One thing has become clear in my first couple years of having a farm: THE CHORES ARE NEVER DONE!
There's always fence to build, weeds to spray, and downed trees to clean up. If you're not a full-time farmer (only 24% of farmers with under 100 head have this as their primary source of income (USDA, 2011)), then time is in short supply. This causes you to prioritize the responsibilities and jobs filling your todo list. Something that consistently moves to the bottom of the list for many of these operators is detailed record keeping. Below, I'm going to highlight why keeping accurate, detailed records on a consistent basis creates value for your farm. I've included a few more important items that should not be neglected as well if at all possible.
"Now that I've bought mineral, what do I do with this receipt?"

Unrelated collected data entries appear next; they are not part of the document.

//! Cache statistics and user-facing maintenance actions.
//!
//! Everything here is computed on demand when the cache-management screen is
//! opened; the store's hot path carries no size accounting of its own.

use chrono::{DateTime, Utc};
use color_eyre::Result;
use std::sync::Arc;

use super::store::{CacheStore, KindStats, SqliteStore};
use super::traits::Cacheable;
use crate::content::{Article, ComputerPart};

/// Per-kind cache statistics.
#[derive(Debug, Clone, Copy, PartialEq, Eq)]
pub struct CacheStats {
  pub articles: KindStats,
  pub parts: KindStats,
}

/// Aggregate view of on-device cache usage.
#[derive(Debug, Clone, Copy, PartialEq)]
pub struct CacheUsage {
  pub article_count: usize,
  pub part_count: usize,
  /// Estimated on-device footprint in bytes
  pub total_size: u64,
  /// Storage budget in bytes
  pub quota: u64,
  /// `total_size / quota`, as a percentage
  pub usage: f64,
  pub oldest_entry: Option<DateTime<Utc>>,
  pub newest_entry: Option<DateTime<Utc>>,
}

/// Read-only aggregation over the store, plus bulk-clear wrappers.
#[derive(Clone)]
pub struct CacheMaintenance {
  store: Arc<SqliteStore>,
}

impl CacheMaintenance {
  pub fn new(store: Arc<SqliteStore>) -> Self {
    Self { store }
  }

  /// Per-kind totals, expired counts and estimated sizes.
  ///
  /// `expired` is counted against the same window the store expires with, but
  /// nothing is deleted here.
  pub fn stats(&self) -> Result<CacheStats> {
    Ok(CacheStats {
      articles: self.store.kind_stats(Article::entity_type())?,
      parts: self.store.kind_stats(ComputerPart::entity_type())?,
    })
  }

  /// Aggregate usage for the cache-management screen.
  pub fn usage(&self) -> Result<CacheUsage> {
    let articles = self.store.kind_stats(Article::entity_type())?;
    let parts = self.store.kind_stats(ComputerPart::entity_type())?;

    let total_size = self.store.disk_usage()?;
    let quota = self.store.storage_budget();
    let range = self.store.cached_at_range()?;

    Ok(CacheUsage {
      article_count: articles.total,
      part_count: parts.total,
      total_size,
      quota,
      usage: total_size as f64 / quota as f64 * 100.0,
      oldest_entry: range.and_then(|(oldest, _)| DateTime::from_timestamp_millis(oldest)),
      newest_entry: range.and_then(|(_, newest)| DateTime::from_timestamp_millis(newest)),
    })
  }

  /// Clear all cached articles. Returns the number removed.
  pub fn clear_articles(&self) -> Result<usize> {
    self.store.clear_kind(Article::entity_type())
  }

  /// Clear all cached parts. Returns the number removed.
  pub fn clear_parts(&self) -> Result<usize> {
    self.store.clear_kind(ComputerPart::entity_type())
  }

  /// Clear the entire cache. Use for logout or manual reset.
  pub fn clear_all(&self) -> Result<()> {
    self.store.clear_all()
  }

  /// Clear expired entries only. Returns the number removed.
  pub fn clear_expired(&self) -> Result<usize> {
    self.store.clear_expired()
  }
}

/// Format a byte count for display, e.g. `1.5 MB`.
pub fn format_bytes(bytes: u64) -> String {
  if bytes == 0 {
    return "0 Bytes".to_string();
  }

  const UNITS: [&str; 4] = ["Bytes", "KB", "MB", "GB"];
  let exponent = ((bytes as f64).ln() / 1024f64.ln()).floor() as usize;
  let exponent = exponent.min(UNITS.len() - 1);
  let value = bytes as f64 / 1024f64.powi(exponent as i32);

  format!("{} {}", (value * 100.0).round() / 100.0, UNITS[exponent])
}

#[cfg(test)]
mod tests {
  use super::*;
  use crate::config::CacheConfig;
  use crate::content::PartCategory;
  use chrono::Utc;

  const DAY_MS: i64 = 24 * 60 * 60 * 1000;

  fn article(id: &str) -> Article {
    Article {
      id: id.to_string(),
      title: format!("Article {}", id),
      slug: format!("article-{}", id),
      content: "# Heading\n\nSome markdown body long enough to matter.".to_string(),
      excerpt: Some("A short summary.".to_string()),
      cover_image: None,
      topic_id: "topic-1".to_string(),
      published_at: "2026-01-01T00:00:00Z".to_string(),
      created_at: "2026-01-01T00:00:00Z".to_string(),
      updated_at: "2026-01-01T00:00:00Z".to_string(),
      view_count: 0,
      is_featured: false,
    }
  }

  fn part(id: &str) -> ComputerPart {
    ComputerPart {
      id: id.to_string(),
      name: format!("Part {}", id),
      slug: format!("part-{}", id),
      category: PartCategory::Cpu,
      description: "A dependable processor for everyday builds.".to_string(),
      image_url: None,
      specifications: Default::default(),
      manufacturer: Some("ACME".to_string()),
      model_number: None,
      created_at: "2026-01-01T00:00:00Z".to_string(),
      updated_at: "2026-01-01T00:00:00Z".to_string(),
    }
  }

  fn maintenance() -> CacheMaintenance {
    let store = SqliteStore::open_in_memory(&CacheConfig::default()).unwrap();
    CacheMaintenance::new(Arc::new(store))
  }

  #[test]
  fn test_stats_expired_counts() {
    let maintenance = maintenance();
    let store = &maintenance.store;

    for id in ["a1", "a2", "a3"] {
      store.put(&article(id)).unwrap();
    }
    store.put(&part("p1")).unwrap();

    let now = Utc::now().timestamp_millis();
    store.set_cached_at("article", "a1", now - 8 * DAY_MS);
    store.set_cached_at("article", "a2", now - 9 * DAY_MS);

    let stats = maintenance.stats().unwrap();
    assert_eq!(stats.articles.total, 3);
    assert_eq!(stats.articles.expired, 2);
    assert_eq!(stats.parts.total, 1);
    assert_eq!(stats.parts.expired, 0);
    assert!(stats.articles.expired <= stats.articles.total);

    // Counting must not sweep
    assert_eq!(store.count_entries(), 4);
  }

  #[test]
  fn test_usage_aggregates() {
    let maintenance = maintenance();
    let store = &maintenance.store;

    store.put(&article("a1")).unwrap();
    store.put(&part("p1")).unwrap();

    let now = Utc::now().timestamp_millis();
    store.set_cached_at("article", "a1", now - 2 * DAY_MS);
    store.set_cached_at("part", "p1", now - DAY_MS);

    let usage = maintenance.usage().unwrap();
    assert_eq!(usage.article_count, 1);
    assert_eq!(usage.part_count, 1);
    assert_eq!(usage.quota, 50 * 1024 * 1024);
    assert!(usage.total_size > 0);
    assert!(usage.usage > 0.0 && usage.usage < 100.0);

    let oldest = usage.oldest_entry.unwrap().timestamp_millis();
    let newest = usage.newest_entry.unwrap().timestamp_millis();
    assert_eq!(oldest, now - 2 * DAY_MS);
    assert_eq!(newest, now - DAY_MS);
  }

  #[test]
  fn test_usage_empty_store() {
    let maintenance = maintenance();
    let usage = maintenance.usage().unwrap();

    assert_eq!(usage.article_count, 0);
    assert!(usage.oldest_entry.is_none());
    assert!(usage.newest_entry.is_none());
  }

  #[test]
  fn test_clear_wrappers() {
    let maintenance = maintenance();
    let store = &maintenance.store;

    store.put(&article("a1")).unwrap();
    store.put(&article("a2")).unwrap();
    store.put(&part("p1")).unwrap();

    assert_eq!(maintenance.clear_articles().unwrap(), 2);
    assert_eq!(maintenance.clear_parts().unwrap(), 1);

    store.put(&article("a1")).unwrap();
    let now = Utc::now().timestamp_millis();
    store.set_cached_at("article", "a1", now - 8 * DAY_MS);
    assert_eq!(maintenance.clear_expired().unwrap(), 1);

    store.put(&article("a1")).unwrap();
    maintenance.clear_all().unwrap();
    assert_eq!(store.count_entries(), 0);
  }

  #[test]
  fn test_format_bytes() {
    assert_eq!(format_bytes(0), "0 Bytes");
    assert_eq!(format_bytes(512), "512 Bytes");
    assert_eq!(format_bytes(1024), "1 KB");
    assert_eq!(format_bytes(1536), "1.5 KB");
    assert_eq!(format_bytes(5 * 1024 * 1024), "5 MB");
  }
}
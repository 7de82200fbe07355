//! Offline caching layer for data persistence and offline support.
//!
//! This module provides the on-device cache behind the content client:
//! - Entries carry usage metadata and expire 7 days after they were written
//! - Expiry is lazy (checked on read), never a background timer
//! - A bounded storage budget is protected by fixed-batch LRU eviction
//! - Statistics and bulk-clear actions back the cache-management screen

mod layer;
mod maintenance;
mod store;
mod traits;

pub use layer::CacheLayer;
pub use maintenance::{format_bytes, CacheMaintenance, CacheStats, CacheUsage};
pub use store::{CacheStore, KindStats, NoopStore, SqliteStore};
pub use traits::Cacheable;
//! Render match ranges as markup safe to hand to the results view.

use super::results::MatchRange;

/// Wrap the matched ranges of `text` in highlight markers.
///
/// All literal text is HTML-escaped before the markers are inserted, so
/// user-authored content echoed back through search can never smuggle markup
/// into the page. Ranges are character offsets with exclusive ends; they are
/// sorted internally and ranges that overlap an earlier one or fall outside
/// the text are skipped.
pub fn highlight_matches(text: &str, ranges: &[MatchRange]) -> String {
  if ranges.is_empty() {
    return escape_html(text);
  }

  let chars: Vec<char> = text.chars().collect();
  let mut sorted = ranges.to_vec();
  sorted.sort_by_key(|r| r.start);

  let mut out = String::with_capacity(text.len() + sorted.len() * 40);
  let mut cursor = 0usize;

  for range in sorted {
    let start = range.start.min(chars.len());
    let end = range.end.min(chars.len());
    if start < cursor || start >= end {
      continue;
    }

    escape_into(&mut out, &chars[cursor..start]);
    out.push_str("<mark class=\"search-highlight\">");
    escape_into(&mut out, &chars[start..end]);
    out.push_str("</mark>");
    cursor = end;
  }

  escape_into(&mut out, &chars[cursor..]);
  out
}

/// Escape HTML special characters.
fn escape_html(text: &str) -> String {
  let mut out = String::with_capacity(text.len());
  for c in text.chars() {
    escape_char(&mut out, c);
  }
  out
}

fn escape_into(out: &mut String, chars: &[char]) {
  for &c in chars {
    escape_char(out, c);
  }
}

fn escape_char(out: &mut String, c: char) {
  match c {
    '&' => out.push_str("&amp;"),
    '<' => out.push_str("&lt;"),
    '>' => out.push_str("&gt;"),
    '"' => out.push_str("&quot;"),
    '\'' => out.push_str("&#39;"),
    _ => out.push(c),
  }
}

Many times the answer to this question is to toss it into the glove box or wallet with all of the other receipts. This practice can create quite a chore as tax season arrives and you are tasked with collecting and categorizing all of your expenses to enable you or your accountant to file your taxes properly. How can you be sure you've got all of your receipts? What about these two that have faded so badly I can't read them? Luckily there is a remedy to these problems. HerdOne has an expense module that allows you to record expenses as they are incurred. You can even take a picture of the receipt and attach it to the expense. The great thing about keeping up with this important task throughout the year is that come tax time, all you have to do is print out the expense report from the 'Reports' page and all of the expense information required for your Schedule F is at your fingertips.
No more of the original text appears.